Thursday, February 05, 2009


RODOLFO HEMINGWAY Y ERNEST WALSH
Muchos son los que piden que hable sobre Rodolfo Walsh. En principio debo decir que no hubo entre Hemingway y Walsh una relación amistosa. Sin embargo es importante destacar que ninguno maltrató al otro. A Walsh la literatura de Hemingway le parecía demasiado belicista. Fue muy sincero cuando dijo: “Nunca he sido un lector consecuente con Hemingway y ni siquiera he leído todos sus libros”. Es importante aclarar esto porque se tejieron una suerte de fantasías sobre determinados diálogos entre ambos que, en rigor, nunca se produjeron.
Este año se cumplen 50 años del único encuentro que los tuvo como protagonistas. Walsh era el corresponsal de Prensa Latina y fue quien redactó el cable sobre la llegada de Hemingway a La Habana, el 4 de noviembre de 1959. La agencia conocía la noticia por su espía en Estados Unidos. Walsh fue el único periodista que desde la medianoche se plantó en la estación aérea junto a su fotógrafo, un tal Mickey. Cuando Hemingway ya estaba en tierra firme, Walsh lo se acercó hasta la escalerilla del avión y le preguntó: "¿De nuevo en Cuba?" Ernest en lugar de responder, dijo: ¿Qué noticias hay, qué se sabe de Camilo? Walsh secamente agregó: “No hay noticias”. El argentino siguió: "¿Qué se habla en Estados Unidos sobre Cuba?" Nada- respondió Hemingway- Ahora de lo único se habla es de un programa de televisión de Van Doren, “La pregunta de los 64.000 pesos”. Ernest apuró el paso y se marchó junto al torero Antonio Ordónez. Hemingway venía cargado de valijas y lucía un saco deportivo, pantalón color mostaza, camisa y corbata. Este fue el único intercambio.
Vale ahora transcribir la noticia que publicara el periódico Revolución, fechado el 5 de noviembre de 1959, con pie de agencia Prensa Latina.

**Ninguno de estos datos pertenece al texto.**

//! Known devices and which of them serves each logical signal.

use std::collections::{BTreeMap, BTreeSet};
use std::fmt;
use thiserror::Error;

/// Stable index assigned to a device by the driver.
pub type DeviceIndex = u32;

#[derive(Clone, Copy, Debug, PartialEq, Eq, Hash)]
pub enum Capability {
    /// Linear actuator: absolute position over a duration.
    Piston,
    /// Vibration actuator: continuous intensity.
    Vibe,
}

impl fmt::Display for Capability {
    fn fmt(&self, f: &mut fmt::Formatter<'_>) -> fmt::Result {
        match self {
            Capability::Piston => f.write_str("piston"),
            Capability::Vibe => f.write_str("vibe"),
        }
    }
}

/// Fixed set of capabilities a device declares.
#[derive(Clone, Copy, Debug, Default, PartialEq, Eq, Hash)]
pub struct Capabilities {
    piston: bool,
    vibe: bool,
}

impl Capabilities {
    pub const NONE: Self = Self::new(false, false);
    pub const PISTON: Self = Self::new(true, false);
    pub const VIBE: Self = Self::new(false, true);
    pub const BOTH: Self = Self::new(true, true);

    pub const fn new(piston: bool, vibe: bool) -> Self {
        Self { piston, vibe }
    }

    pub fn has(&self, cap: Capability) -> bool {
        match cap {
            Capability::Piston => self.piston,
            Capability::Vibe => self.vibe,
        }
    }

    pub fn is_piston_only(&self) -> bool {
        self.piston && !self.vibe
    }

    pub fn is_empty(&self) -> bool {
        !self.piston && !self.vibe
    }
}

#[derive(Clone, Debug, PartialEq)]
pub struct DeviceInfo {
    pub index: DeviceIndex,
    pub name: String,
    pub capabilities: Capabilities,
}

impl DeviceInfo {
    pub fn new(index: DeviceIndex, name: impl Into<String>, capabilities: Capabilities) -> Self {
        Self {
            index,
            name: name.into(),
            capabilities,
        }
    }

    pub fn has(&self, cap: Capability) -> bool {
        self.capabilities.has(cap)
    }
}

/// Logical outputs the game drives.
#[derive(Clone, Copy, Debug, PartialEq, Eq, Hash)]
pub enum Signal {
    Piston,
    Vibe,
}

impl Signal {
    /// Capability a device would normally need to serve this signal.
    pub fn capability(&self) -> Capability {
        match self {
            Signal::Piston => Capability::Piston,
            Signal::Vibe => Capability::Vibe,
        }
    }

    pub fn other(&self) -> Signal {
        match self {
            Signal::Piston => Signal::Vibe,
            Signal::Vibe => Signal::Piston,
        }
    }
}

impl fmt::Display for Signal {
    fn fmt(&self, f: &mut fmt::Formatter<'_>) -> fmt::Result {
        fmt::Display::fmt(&self.capability(), f)
    }
}

#[derive(Clone, Copy, Debug, Default, PartialEq, Eq)]
pub struct Bindings {
    pub piston: Option<DeviceIndex>,
    pub vibe: Option<DeviceIndex>,
}

#[derive(Debug, Error, PartialEq, Eq)]
pub enum BindingError {
    #[error("no device with index {0}")]
    UnknownDevice(DeviceIndex),
    #[error("device {device} is piston-only and already serves the {signal} signal")]
    DeviceTaken { device: DeviceIndex, signal: Signal },
}

/// How the vibe signal reaches hardware this tick.
#[derive(Clone, Copy, Debug, PartialEq, Eq)]
pub enum VibeRoute {
    /// One vibe-capable device serves both signals.
    Linked(DeviceIndex),
    /// A vibe-capable device serves only the vibe signal.
    Intensity(DeviceIndex),
    /// A piston-only device stands in for a vibrator by stroking.
    Emulated(DeviceIndex),
}

/// Device table plus signal bindings. Rebuilt wholesale on every rescan.
#[derive(Clone, Debug, Default)]
pub struct Registry {
    devices: BTreeMap<DeviceIndex, DeviceInfo>,
    bindings: Bindings,
}

impl Registry {
    pub fn new() -> Self {
        Self::default()
    }

    /// Replace the device table. All bindings reset to `None`.
    pub fn rebuild(&mut self, devices: impl IntoIterator<Item = DeviceInfo>) {
        self.devices = devices
            .into_iter()
            .filter(|d| !d.capabilities.is_empty())
            .map(|d| (d.index, d))
            .collect();
        self.bindings = Bindings::default();
    }

    pub fn clear(&mut self) {
        self.rebuild(std::iter::empty());
    }

    pub fn is_empty(&self) -> bool {
        self.devices.is_empty()
    }

    pub fn devices(&self) -> impl Iterator<Item = &DeviceInfo> {
        self.devices.values()
    }

    pub fn device(&self, index: DeviceIndex) -> Option<&DeviceInfo> {
        self.devices.get(&index)
    }

    pub fn indices(&self) -> BTreeSet<DeviceIndex> {
        self.devices.keys().copied().collect()
    }

    /// Devices offering `cap`, lowest index first.
    pub fn with_capability(&self, cap: Capability) -> impl Iterator<Item = &DeviceInfo> {
        self.devices.values().filter(move |d| d.has(cap))
    }

    pub fn bindings(&self) -> Bindings {
        self.bindings
    }

    pub fn binding(&self, signal: Signal) -> Option<DeviceIndex> {
        match signal {
            Signal::Piston => self.bindings.piston,
            Signal::Vibe => self.bindings.vibe,
        }
    }

    pub fn bound(&self, signal: Signal) -> Option<&DeviceInfo> {
        self.binding(signal).and_then(|i| self.devices.get(&i))
    }

    /// Whether `signal` could be bound to `index` right now.
    ///
    /// A piston-only device may serve either signal, but not both at once.
    pub fn check(&self, signal: Signal, index: DeviceIndex) -> Result<(), BindingError> {
        let device = self
            .devices
            .get(&index)
            .ok_or(BindingError::UnknownDevice(index))?;
        let other = signal.other();
        if device.capabilities.is_piston_only() && self.binding(other) == Some(index) {
            return Err(BindingError::DeviceTaken {
                device: index,
                signal: other,
            });
        }
        Ok(())
    }

    /// Bind `signal` to `index`, see [`Registry::check`].
    pub fn select(&mut self, signal: Signal, index: DeviceIndex) -> Result<(), BindingError> {
        self.check(signal, index)?;
        self.set_binding(signal, Some(index));
        Ok(())
    }

    pub fn unbind(&mut self, signal: Signal) {
        self.set_binding(signal, None);
    }

    fn set_binding(&mut self, signal: Signal, index: Option<DeviceIndex>) {
        match signal {
            Signal::Piston => self.bindings.piston = index,
            Signal::Vibe => self.bindings.vibe = index,
        }
    }

    /// Restore `previous` where still possible, else bind each signal to the
    /// first device with the matching capability.
    pub fn auto_bind(&mut self, previous: Bindings) {
        for signal in [Signal::Piston, Signal::Vibe] {
            let kept = match signal {
                Signal::Piston => previous.piston,
                Signal::Vibe => previous.vibe,
            };
            let choice = kept
                .filter(|&i| self.check(signal, i).is_ok())
                .or_else(|| {
                    self.with_capability(signal.capability())
                        .map(|d| d.index)
                        .find(|&i| self.check(signal, i).is_ok())
                });
            self.set_binding(signal, choice);
        }
    }

    /// Piston-bound device, provided it can actually stroke.
    pub fn piston_device(&self) -> Option<DeviceIndex> {
        self.bound(Signal::Piston)
            .filter(|d| d.has(Capability::Piston))
            .map(|d| d.index)
    }

    /// Both signals point at the same vibe-capable device.
    pub fn is_linked(&self) -> bool {
        match (self.bindings.piston, self.bound(Signal::Vibe)) {
            (Some(p), Some(v)) => p == v.index && v.has(Capability::Vibe),
            _ => false,
        }
    }

    /// Pick the vibe sub-mode from capability and binding overlap.
    pub fn vibe_route(&self) -> Option<VibeRoute> {
        let device = self.bound(Signal::Vibe)?;
        if self.is_linked() {
            Some(VibeRoute::Linked(device.index))
        } else if device.has(Capability::Vibe) {
            Some(VibeRoute::Intensity(device.index))
        } else if device.has(Capability::Piston) {
            Some(VibeRoute::Emulated(device.index))
        } else {
            None
        }
    }
}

ERNEST HEMINGWAY DE NUEVO EN CUBA
Llegó un cubano más. No es un yankee. Junto a Fidel.
La Habana, noviembre 4(PL)- “Me siento muy feliz de estar nuevamente aquí, porque me considero un cubano más”, declaró el escritor norteamericano Ernest Hemingway al llegar esta noche a La Habana procedente de New York. “No he creído ninguna de las informaciones que se publican contra Cuba en el exterior. Simpatizo con el gobierno cubano y con todas nuestras dificultades”, dijo subrayando la palabra “nuestras”. Y a continuación aclaró: “ No quiero que me consideren un yankee..”
Hemingway vino acompañado del torero Antonio Ordóñez y la esposa de este. En el aeropuerto fue recibido por sus familiares (¿?), un numeroso grupo de simpatizantes del pueblo de San Francisco de Paula, donde reside habitualmente, y reporteros de Prensa Latina que pudo entrevistarlo en forma exclusiva. Interrogado sobre si mantenía las declaraciones favorables a la Revolución Cubana que hizo a comienzos de este año, contestó que las reiteraba plenamente.
“En New York, por donde acabo de pasar a mi regreso de Europa, no se sabe nada de Cuba ni del mundo. Allí solo se habla de Van Doren y del escándalo de su programa de preguntas y respuestas por televisión”.
Al salir de la aduana, los vecinos de San Francisco le entregarían una bandera cubana en testimonio de gratitud por las declaraciones que Hemingway ha hecho en el exterior sobre Cuba. Hemingway besó la bandera, pero se negó a repetir el gesto cuando un fotógrafo quiso recoger el instante. “¡La he besado con sinceridad!”, exclamó, siendo largamente aplaudido.
El resto es ficción. Cincuenta años no son nada.

1 comment:

Vasquito said...

Me acuerdo cuando recién llegaba a Buenos Aires desde la provincia. Siempre acompañado por Hemingway, y porsupuesto, por su bitacora maestro.
Al principio, vendia manies a los bares. Tarareaba el manicero riendome hacia mis adentros.
Si hay un viejo pescador barbudo echando lineas de mano desde las pesadas nubes de los cielos de Buenos Aires, puede que esta noche entone un silbido por lo bajo. El resto, es asunto del viento.